Cada Mundial que pasa, siempre queremos el famoso quinto partido para la selección mexicana.
Solamente una vez hemos vivido el sueño de los cuartos de final (México-86) y se espera que en esta edición en que el Tri es coanfitrión, pueda llegar.
Pero entre esa ansiedad, hay que destacar momentos que han tenido épica. Ciertamente no se trata de otra cosa que partidos de primera ronda, pero es lo mejor que ha vivido al once mexicano.
Podríamos decir que los tres más importantes son las victorias ante Bulgaria, en octavos de final en México-86 con el golazo de Negrete, y el triunfo logrado en Rusia-2018, ante Alemania, en la primera ronda.
A ellos podríamos agregar uno que, a título personal, está entre los más grandes: un 1-1 ante Italia en Estados Unidos-94. Recordaba la edición que se preparó en Deportes para ese día. Por los horarios, justo nos daba para una nota importante.

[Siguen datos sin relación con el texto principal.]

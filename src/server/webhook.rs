//! Webhook endpoint handler.
//!
//! Accepts GitHub webhook deliveries, feeds them through the pipeline, and
//! translates the pipeline outcome into an HTTP response:
//!
//! - `Rejected` (missing/invalid signature, malformed payload) -> 400 + text
//! - `Ignored` (non-push event, non-matching commit) -> 200 + `{"status":"ignored"}`
//! - `Delivered` -> 200 + `{"status":"success", ...}` with the echoed commit
//!   message, extracted fields, and per-batch delivery counts
//!
//! Delivery failures never demote the response below success; the webhook
//! caller only cares that the delivery was processed.

use axum::body::Bytes;
use axum::extract::State;
use axum::http::{HeaderMap, StatusCode};
use axum::response::{IntoResponse, Response};
use axum::Json;
use serde_json::json;

use super::AppState;
use crate::dispatch::Transport;
use crate::pipeline::{PipelineOutcome, WebhookRequest};

/// Header name for the HMAC-SHA256 signature.
const HEADER_SIGNATURE: &str = "x-hub-signature-256";
/// Header name for the event type.
const HEADER_EVENT: &str = "x-github-event";

/// Webhook handler.
///
/// # Request
///
/// - Method: POST
/// - Headers: `X-Hub-Signature-256` (`sha256=<hex>`), `X-GitHub-Event`
/// - Body: JSON webhook payload; push events carry `head_commit.message`
pub async fn webhook_handler<T: Transport + 'static>(
    State(state): State<AppState<T>>,
    headers: HeaderMap,
    body: Bytes,
) -> Response {
    let request = WebhookRequest {
        signature: header_str(&headers, HEADER_SIGNATURE),
        event_type: header_str(&headers, HEADER_EVENT),
        body: &body,
    };

    match state.pipeline().handle(request).await {
        PipelineOutcome::Delivered {
            commit_message,
            fields,
            report,
            ..
        } => (
            StatusCode::OK,
            Json(json!({
                "status": "success",
                "message": commit_message,
                "post_name": fields.post_name,
                "post_title": fields.post_title,
                "delivered": report.delivered(),
                "failed": report.failed(),
            })),
        )
            .into_response(),
        PipelineOutcome::Ignored { reason } => (
            StatusCode::OK,
            Json(json!({ "status": "ignored", "reason": reason })),
        )
            .into_response(),
        PipelineOutcome::Rejected { reason } => (StatusCode::BAD_REQUEST, reason).into_response(),
        PipelineOutcome::Failed { reason } => {
            (StatusCode::INTERNAL_SERVER_ERROR, reason).into_response()
        }
    }
}

/// Returns a header value as a string slice, treating non-UTF-8 as absent.
fn header_str<'a>(headers: &'a HeaderMap, name: &str) -> Option<&'a str> {
    headers.get(name).and_then(|value| value.to_str().ok())
}

#[cfg(test)]
mod tests {
    use super::*;

    #[test]
    fn header_str_reads_present_header() {
        let mut headers = HeaderMap::new();
        headers.insert("x-github-event", "push".parse().unwrap());

        assert_eq!(header_str(&headers, "x-github-event"), Some("push"));
    }

    #[test]
    fn header_str_is_none_for_missing_header() {
        assert_eq!(header_str(&HeaderMap::new(), "x-github-event"), None);
    }
}
//! Telegram Bot API transport.
//!
//! Implements the [`Transport`](crate::dispatch::Transport) capability over
//! the Bot API's `sendMessage` method. One HTTPS session is opened per
//! dispatch and released afterwards.

pub mod client;
pub mod error;

pub use client::{ParseMode, TelegramSession, TelegramTransport};
pub use error::SendError;
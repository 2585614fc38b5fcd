//! Announcement rendering from the configured post template.
//!
//! The post template is a literal string with `{key}`-style placeholders
//! drawn from a fixed, enumerated set of keys. Substitution is explicit: a
//! placeholder with no supplied value is an error, and the template is
//! validated against the known keys at configuration load so a typo fails
//! startup instead of a request.
//!
//! No markup escaping is performed. If the transport interprets markup
//! (Markdown parse mode), field values extracted from commit messages flow
//! into it verbatim.

use std::collections::HashMap;
use thiserror::Error;

/// The placeholder keys the renderer can supply.
pub const KNOWN_KEYS: [&str; 4] = ["blog_owner_name", "blog_url", "post_name", "post_title"];

/// Errors raised when validating or rendering an announcement template.
#[derive(Debug, Error, PartialEq, Eq)]
pub enum RenderError {
    /// The template references a placeholder with no supplied value.
    #[error("no value supplied for placeholder {{{key}}}")]
    MissingField { key: String },

    /// The template references a placeholder outside the known key set.
    #[error("announcement template references unknown placeholder {{{key}}}")]
    UnknownKey { key: String },

    /// A `{` has no matching `}`.
    #[error("unmatched '{{' in announcement template")]
    UnclosedBrace,
}

/// Renders a template by substituting every `{key}` token from `fields`.
///
/// Keys present in `fields` but absent from the template are ignored; a
/// `{key}` token with no entry in `fields` fails with
/// [`RenderError::MissingField`].
///
/// # Examples
///
/// ```
/// use std::collections::HashMap;
/// use post_herald::announce::render;
///
/// let fields = HashMap::from([("post_title", "Hello World!".to_string())]);
/// let text = render("New post: {post_title}", &fields).unwrap();
/// assert_eq!(text, "New post: Hello World!");
/// ```
pub fn render(template: &str, fields: &HashMap<&str, String>) -> Result<String, RenderError> {
    let mut out = String::with_capacity(template.len());
    let mut rest = template;

    while let Some(start) = rest.find('{') {
        out.push_str(&rest[..start]);
        let after = &rest[start + 1..];
        let Some(end) = after.find('}') else {
            return Err(RenderError::UnclosedBrace);
        };

        let key = &after[..end];
        match fields.get(key) {
            Some(value) => out.push_str(value),
            None => {
                return Err(RenderError::MissingField {
                    key: key.to_string(),
                })
            }
        }
        rest = &after[end + 1..];
    }

    out.push_str(rest);
    Ok(out)
}

/// Validates an announcement template at configuration load.
///
/// Every `{key}` token must name one of [`KNOWN_KEYS`]; a template that
/// passes validation renders without error whenever all known keys are
/// supplied.
pub fn validate_template(template: &str) -> Result<(), RenderError> {
    let mut rest = template;

    while let Some(start) = rest.find('{') {
        let after = &rest[start + 1..];
        let Some(end) = after.find('}') else {
            return Err(RenderError::UnclosedBrace);
        };

        let key = &after[..end];
        if !KNOWN_KEYS.contains(&key) {
            return Err(RenderError::UnknownKey {
                key: key.to_string(),
            });
        }
        rest = &after[end + 1..];
    }

    Ok(())
}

Y la crónica indicaba lo que se vivió y por qué del señalamiento de que, aunque no se ganó, se vivió uno de los mejores partidos, y fue precisamente frente a la que consideramos una de las mejores versiones de Italia, la de Baggio, Maldini, Costacurta, Albertini y otros. Los azurri pelearon y llegaron a la gran final ante Brasil.
Y lo que dice el primer párrafo puede servirle a esta selección de 2026, que aunque ya clasificó al cuarto partido, no ha mostrado nada: “Un oportuno cambio de actitud”. Eso tuvo el Tri de Mejía Barón sobre el emparrillado del “Robert F. Kennedy” de Washington. No se ganó el partido, pero el empate fue con sabor a victoria.